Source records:
- - -
#[cfg(test)]
mod tests {
    use super::*;
    use keymap_schema::{DualRole, MacroBehavior, MomentaryActivator};

    fn options() -> CompileOptions {
        CompileOptions::default()
    }

    #[test]
    fn behaviors_forks_and_complex_outputs_are_aliased() {
        let c = RuleCollection::new("base", "Base Tweaks", Layer::Base).with_mappings(vec![
            KeyMapping::new("caps lock", "esc")
                .with_behavior(Behavior::DualRole(DualRole::new("esc", "lctl"))),
            KeyMapping::new("1", "1").with_shifted_output("f1"),
            KeyMapping::new("m", "(multi lctl c)"),
            KeyMapping::new("x", "y"),
        ]);
        let out = build(&[c], &options());
        let names: Vec<&str> = out.aliases.iter().map(|a| a.alias_name.as_str()).collect();
        assert_eq!(names, vec!["th_base_caps", "frk_base_1", "act_base_m"]);

        let entries = &out.blocks[0].entries;
        assert_eq!(entries[0].base_output.as_deref(), Some("@th_base_caps"));
        assert_eq!(entries[3].base_output.as_deref(), Some("y"));
        assert_eq!(out.layers, vec![Layer::Base]);
        assert!(out.fake_keys.is_empty());
    }

    #[test]
    fn alias_names_get_numeric_suffixes_on_collision() {
        let mut registry = AliasRegistry::default();
        let a = registry.register("act", &Layer::Nav, "a", "(multi a b)".into(), "one");
        let b = registry.register("act", &Layer::Nav, "a", "(multi a c)".into(), "two");
        let c = registry.register("act", &Layer::Nav, "a", "(multi a d)".into(), "three");
        assert_eq!((a.as_str(), b.as_str(), c.as_str()), ("@act_nav_a", "@act_nav_a_2", "@act_nav_a_3"));
    }

    #[test]
    fn empty_collection_still_produces_a_block() {
        let out = build(&[RuleCollection::new("e", "Empty", Layer::Symbol)], &options());
        assert_eq!(out.blocks.len(), 1);
        assert!(out.blocks[0].entries.is_empty());
        assert!(out.blocks[0].metadata.iter().any(|l| l.contains("no mappings")));
        assert!(out.layers.contains(&Layer::Symbol));
    }

    #[test]
    fn chord_inputs_are_routed_out_of_layer_entries() {
        let c = RuleCollection::new("c", "Combos", Layer::Base)
            .with_mappings(vec![KeyMapping::new("j+k", "esc"), KeyMapping::new("q", "w")]);
        let out = build(&[c], &options());
        assert_eq!(out.chords.len(), 1);
        assert_eq!(out.chords[0].keys, vec!["j", "k"]);
        assert_eq!(out.chords[0].action, "esc");
        assert_eq!(out.chords[0].timeout_ms, DEFAULT_CHORD_TIMEOUT_MS);

        assert_eq!(out.blocks[0].entries.len(), 1);
        let chord_block = out.blocks.last().unwrap();
        assert_eq!(chord_block.metadata[0], "Chord keys");
        assert_eq!(chord_block.entries.len(), 2);
    }

    #[test]
    fn one_shot_layer_actions_release_the_layer() {
        let nav = RuleCollection::new("nav", "Navigation", Layer::Nav)
            .with_mappings(vec![KeyMapping::new("h", "left")])
            .with_activator(MomentaryActivator::new("space", Layer::Base, Layer::Nav));
        let window = RuleCollection::new("win", "Window", Layer::Window)
            .with_mappings(vec![
                KeyMapping::new("h", "(push-msg \"window:left\")"),
                KeyMapping::new("b", "(multi (push-msg \"layer:base\") a)"),
            ])
            .with_activator(MomentaryActivator::new("w", Layer::Nav, Layer::Window));
        let out = build(&[nav, window], &options());

        // nav is held, not one-shot
        assert_eq!(out.blocks[0].entries[0].layer_outputs[&Layer::Nav], "left");

        let wrapped = out
            .aliases
            .iter()
            .find(|a| a.alias_name == "act_window_h")
            .unwrap();
        assert_eq!(
            wrapped.definition_text,
            "(multi (push-msg \"window:left\") (release-layer window) (on-press-fakekey kp-layer-base tap))"
        );
        let untouched = out.aliases.iter().find(|a| a.alias_name == "act_window_b").unwrap();
        assert!(!untouched.definition_text.contains("release-layer"));

        let names: Vec<&str> = out.fake_keys.iter().map(|f| f.name.as_str()).collect();
        assert_eq!(names, vec!["kp-layer-base", "kp-layer-nav", "kp-layer-window"]);
    }

    #[test]
    fn activator_block_comes_last_with_tap_hold_on_base() {
        let nav = RuleCollection::new("nav", "Navigation", Layer::Nav)
            .with_mappings(vec![KeyMapping::new("h", "left")])
            .with_activator(MomentaryActivator::new("space", Layer::Base, Layer::Nav));
        let out = build(&[nav], &options());
        let block = out.blocks.last().unwrap();
        assert_eq!(block.metadata[0], "Layer activators");
        assert_eq!(block.entries[0].source_key, "spc");
        assert_eq!(block.entries[0].base_output.as_deref(), Some("@lyr_base_spc"));

        let alias = out.aliases.iter().find(|a| a.alias_name == "lyr_base_spc").unwrap();
        assert_eq!(
            alias.definition_text,
            "(tap-hold $tap-timeout $hold-timeout spc (multi (layer-while-held nav) \
             (on-press-fakekey kp-layer-nav tap) (on-release-fakekey kp-layer-base tap)))"
        );
        assert_eq!(alias.origin, "Navigation");
    }

    #[test]
    fn blocked_keys_skip_modifiers_mapped_keys_and_activators() {
        let nav = RuleCollection::new("nav", "Navigation", Layer::Nav)
            .with_mappings(vec![KeyMapping::new("h", "left")])
            .with_activator(MomentaryActivator::new("space", Layer::Base, Layer::Nav))
            .blocking_unmapped_keys();
        let base = RuleCollection::new("base", "Base", Layer::Base)
            .with_mappings(vec![KeyMapping::new("q", "q")]);
        let out = build(&[nav, base], &options());

        let nav_block = &out.blocks[0];
        let blocked: BTreeSet<&str> = nav_block
            .entries
            .iter()
            .filter(|e| e.layer_outputs.get(&Layer::Nav).map(String::as_str) == Some(NO_OP))
            .map(|e| e.source_key.as_str())
            .collect();
        assert!(blocked.contains("a"));
        assert!(blocked.contains("esc"));
        assert!(!blocked.contains("h"));
        assert!(!blocked.contains("q"));
        assert!(!blocked.contains("spc"));
        assert!(!blocked.contains("lsft"));
        assert!(!blocked.contains("lmet"));
    }

    #[test]
    fn inline_chords_define_one_group_per_name() {
        let chord = |input: &str| {
            KeyMapping::new(input, input).with_behavior(Behavior::Chord(keymap_schema::ChordBehavior {
                group_name: "vim".into(),
                keys: vec!["j".into(), "k".into()],
                timeout_ms: 40,
                output: "esc".into(),
            }))
        };
        let c = RuleCollection::new("c", "Chords", Layer::Base).with_mappings(vec![chord("j"), chord("k")]);
        let out = build(&[c], &options());
        assert_eq!(out.chord_groups.len(), 1);
        let group = &out.chord_groups[0];
        assert_eq!(group.name, "vim");
        assert_eq!(group.timeout_ms, 40);
        assert_eq!(group.participants.iter().collect::<Vec<_>>(), vec!["j", "k"]);
        assert_eq!(group.chords, vec![(vec!["j".to_string(), "k".to_string()], "esc".to_string())]);
        assert_eq!(out.aliases[0].definition_text, "(chord vim j)");
    }

    #[test]
    fn sequences_become_virtual_keys() {
        use keymap_schema::{CollectionKind, SequenceDefinition, SequencesConfig};
        let c = RuleCollection::new("s", "Sequences", Layer::Base).with_configuration(
            CollectionKind::Sequences(SequencesConfig {
                leader_key: Some("right alt".into()),
                timeout_ms: 700,
                sequences: vec![SequenceDefinition {
                    name: "email".into(),
                    keys: vec!["e".into(), "m".into()],
                    action: "(macro h i)".into(),
                }],
            }),
        );
        let out = build(&[c], &options());
        assert_eq!(out.sequence_timeout_ms, Some(700));
        assert_eq!(out.sequences[0].virtual_key, "seq-email");
        assert_eq!(out.fake_keys[0].action, "(macro h i)");
        assert_eq!(out.blocks[0].entries[0].base_output.as_deref(), Some("sldr"));
    }

    #[test]
    fn text_macro_alias() {
        let c = RuleCollection::new("m", "Macros", Layer::Base).with_mappings(vec![
            KeyMapping::new("f13", "hi!").with_behavior(Behavior::Macro(MacroBehavior::text("hi!"))),
        ]);
        let out = build(&[c], &options());
        assert_eq!(out.aliases[0].alias_name, "mac_base_f13");
        assert_eq!(out.aliases[0].definition_text, "(macro h i S-1)");
    }
}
- - -
_What you need to do:_ Among the lines above, some may include the string "layers"; state how many, and nothing more.

_Response box:_ 2